En raison du raz-de-marée Omicron, de nombreux enseignants ont actuellement des symptômes de Covid-19. Cela ne posait pas de problème cette semaine, puisque la plupart pouvaient quand même enseigner à distance.

Mais pour la rentrée en classe de lundi, combien devront rester en isolement et être remplacés? Le ministère de l’Éducation n’en avait aucune idée cette semaine.

Le Journal a donc sondé plus d’une quarantaine de centres de services scolaires pour faire un portrait de l’absentéisme du personnel. Sur les 22 qui ont répondu, seulement 6 ont pu nous transmettre des chiffres, souvent partiels.

«Rock’n roll»

Pour pallier ce manque de données, la Fédération québécoise des directions d’établissement d’enseignement (FQDE) a créé une plateforme où inscrire en temps réel le nombre d’employés qu’il leur manque, s’ils doivent fermer une classe ou recourir à des parents pour surveiller, par exemple.

«C’est rock’n roll», lance Nicolas Prévost, président de la FQDE.

La plateforme a été mise en ligne hier après-midi. En fin de journée, une cinquantaine de directeurs avaient rempli le formulaire. La plupart signalaient avoir un, deux, ou trois membres du personnel de leur école qui seront absents lundi.

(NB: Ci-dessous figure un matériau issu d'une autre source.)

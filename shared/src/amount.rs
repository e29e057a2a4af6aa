use crate::error::FormError;

/// Keeps only the ASCII digits of `input`, so "1,500,000đ" becomes "1500000".
pub fn strip_non_digits(input: &str) -> String {
    input.chars().filter(|c| c.is_ascii_digit()).collect()
}

/// Parses the digits of a free-text amount field.
///
/// A field without any digit parses to 0. Digit runs that overflow `u64`
/// return `FormError::AmountOverflow` with the stripped digits.
pub fn parse_amount_digits(input: &str) -> Result<u64, FormError> {
    let digits = strip_non_digits(input);
    if digits.is_empty() {
        return Ok(0);
    }
    digits
        .parse::<u64>()
        .map_err(|_| FormError::AmountOverflow(digits))
}

/// Adds a signed quick-add delta to an amount, clamping at 0 and `u64::MAX`.
pub fn apply_delta(base: u64, delta: i64) -> u64 {
    if delta >= 0 {
        base.saturating_add(delta.unsigned_abs())
    } else {
        base.saturating_sub(delta.unsigned_abs())
    }
}

#[cfg(test)]
mod tests {
    use super::*;

    #[test]
    fn test_strip_removes_separators_and_symbols() {
        assert_eq!(strip_non_digits("1,500,000đ"), "1500000");
        assert_eq!(strip_non_digits("  50.000 "), "50000");
        assert_eq!(strip_non_digits("abc"), "");
        assert_eq!(strip_non_digits(""), "");
    }

    #[test]
    fn test_strip_ignores_non_ascii_digits() {
        // Arabic-Indic digits are not part of the amount
        assert_eq!(strip_non_digits("١٢3"), "3");
    }

    #[test]
    fn test_parse_amount_digits() {
        assert_eq!(parse_amount_digits("20000"), Ok(20000));
        assert_eq!(parse_amount_digits("20,000 VND"), Ok(20000));
        assert_eq!(parse_amount_digits("007"), Ok(7));
        assert_eq!(parse_amount_digits(""), Ok(0));
        assert_eq!(parse_amount_digits("-"), Ok(0));
    }

    #[test]
    fn test_parse_amount_digits_overflow() {
        let huge = "99999999999999999999999";
        assert_eq!(
            parse_amount_digits(huge),
            Err(FormError::AmountOverflow(huge.to_string()))
        );
        assert_eq!(parse_amount_digits(&u64::MAX.to_string()), Ok(u64::MAX));
    }

    #[test]
    fn test_apply_delta_clamps_at_zero() {
        assert_eq!(apply_delta(0, -10_000), 0);
        assert_eq!(apply_delta(5_000, -10_000), 0);
        assert_eq!(apply_delta(15_000, -10_000), 5_000);
        assert_eq!(apply_delta(0, i64::MIN), 0);
    }

    #[test]
    fn test_apply_delta_saturates_at_max() {
        assert_eq!(apply_delta(u64::MAX, 1), u64::MAX);
        assert_eq!(apply_delta(u64::MAX - 1, i64::MAX), u64::MAX);
    }

    #[test]
    fn test_apply_delta_composes_additively() {
        let base = 30_000;
        for (d1, d2) in [(10_000, 10_000), (50_000, -20_000), (-10_000, 5_000), (0, 0)] {
            assert_eq!(apply_delta(apply_delta(base, d1), d2), apply_delta(base, d1 + d2));
        }
    }
}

Rien qui exige des mesures de remplacement musclées. 

Ce portrait est toutefois très sommaire car la Fédération compte quelque 2200 membres. 

«Inquiétant»

À Montréal, des directions n’ont aucune idée du nombre d’adultes qui seront réellement présents lundi, au point où s’en est «inquiétant», avoue Mme Legault. 

Cette incertitude vient du fait que beaucoup d’enseignants ont des symptômes, mais n’ont pas accès à des autotests. Ils n’ont donc eux-mêmes aucune idée de s’ils doivent se rendre à l’école ou s’isoler.

Quant aux tests PRC, ils ne leur sont accessibles que depuis aujourd’hui et il leur faudra sans doute plusieurs jours avant d’avoir le résultat, soupçonne Mme Legault.

Au Centre de services scolaire de Montréal (CSSDM), on envisage d’ailleurs d’envoyer du personnel administratif dans les écoles.

Les volontaires pourraient être amenés à enseigner, surveiller ou remplacer dans un service de garde, si l’on se fie au formulaire de sondage qu’a obtenu Le Journal.

Le CSSDM n’avait pas confirmé ces informations au moment de publier.

«Le pire scénario, ce serait qu’on doive rappeler les parents [pour qu’ils viennent chercher leur enfant], comme quand il n’y a plus d’électricité», illustre Mme Legault.